The best the current American labor market can provide is a huge gap in employment for Black men. The lowest Black unemployment rate on record was in 2019. That was also the year that Black men had the highest unemployment rate of the major race-gender groups. This is not unusual. Black men have had the highest annual unemployment rate consistently for the last 20 years. In 2019, Black men’s historically “low” annual unemployment rate was a rate that white men typically experience in the wake of an economic recession. As bad as this may seem for Black men, the unemployment rate does not fully capture the problem of joblessness facing Black men.

Not all of the jobless are officially classified as unemployed by the Bureau of Labor Statistics. A better way to see Black men’s heightened challenge with joblessness is to examine the share of the male population that is working or not working by race. This way, men who are officially unemployed, as well as those who are not working but are not technically counted as unemployed, can be both counted as jobless. It is also best to look at the prime-age or 25-to-54-year-old population because this age group is most likely to be working. Even for the prime-age population, however, some men cannot work because of disabilities or because they are caring for family members or because they are in school full-time. Even among prime-age men, less than 100 percent of them are working.

Looking at the annual average employment rate in 2019, nearly 90 percent of prime-age white, Hispanic, and Asian American men were working.  However, for Black men, only about 80 percent of them were working. Black men lagged by nearly a whopping 10 percentage points. To put this another way, Black men needed almost an additional 800,000 jobs to have the same employment rate as other men. And, we should remember, by the unemployment rate, this was the best labor market for Black men on record.

Clearly, this “best” is not good enough. If prime-age Black men had the same employment rate as other men, Black families and communities would gain an additional $30 billion each year in income. We won’t be able to fully address Black poverty and the problems stemming from Black poverty while so many Black men have zero income.

While there are multiple factors driving the high rate of joblessness for Black men, we must not ignore the role of overt and covert racial discrimination. More than a decade ago, the sociologist Devah Pager and others convincingly showed that Black men with the same qualifications as white men were much less likely to be hired by employers. Pager found that a Black man without a criminal record had the same chance with employers as a white man with a criminal record. A 2017 review of 25 years of field studies of discrimination found no decline in anti-Black discrimination in the labor market.
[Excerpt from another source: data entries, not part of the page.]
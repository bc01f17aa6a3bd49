//! Convenience re-exports — `use hexhaven::prelude::*` for the common
//! items.

pub use crate::components::{
    Building, BuildingKind, Component, ComponentKind, Health, Inventory, Movement, Owner,
    Position, Production, Sprite, Worker,
};
pub use crate::ecs::{Entity, Schedule, System, World};
pub use crate::engine::{Engine, EngineState, Player};
pub use crate::hex::{DIRECTIONS, Hex};
pub use crate::map::{Deposit, Field, GameMap, MapObject, PlayerId, Terrain, Ware};
pub use crate::pathfinding::{find_path, reachable_hexes, step_cost};
pub use crate::spawn::{spawn_building, spawn_worker};
pub use crate::time::{Clock, DriverState, FixedStep, ManualClock, SystemClock, TICK_SECONDS};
Another challenge Black men face is, as the adage states, “it is not what you know, but who you know.” The sociologist Deirdre A. Royster and others have shown that Black men are also disadvantaged because they are less likely to know the right people to help them find jobs. Royster followed Black and white young men with the same educational backgrounds and skills from the same high school. The white young men were connected to older white men who had blue-collar jobs and could help them find those jobs. Because Black men were historically excluded from those blue-collar jobs, the young Black men had no similar connections and thus were not able to obtain those jobs either. Today, no one needed to explicitly deny young Black men entry into those blue-collar jobs; Black young men didn’t even know of their existence to apply for them. White social networks help white people find work while excluding Black people.

To address these forms of racial discrimination in the labor market, we need a stronger commitment to anti-discrimination laws to address the more overt forms of discrimination and a stronger commitment to affirmative action to counteract the covert anti-Black biases in the labor market. We will also need targeted job creation policies to address the lack of jobs in economically depressed Black communities like Detroit. (Majority Black Detroit had a 9 percent unemployment rate in 2019. In majority white Ann Arbor, it was 2.3 percent.) While these policies will help address the challenges Black men face in finding work, they will also help Black women (who also suffer from very high unemployment) and other people of color. Ultimately, they will make America a stronger and more economically productive country for all.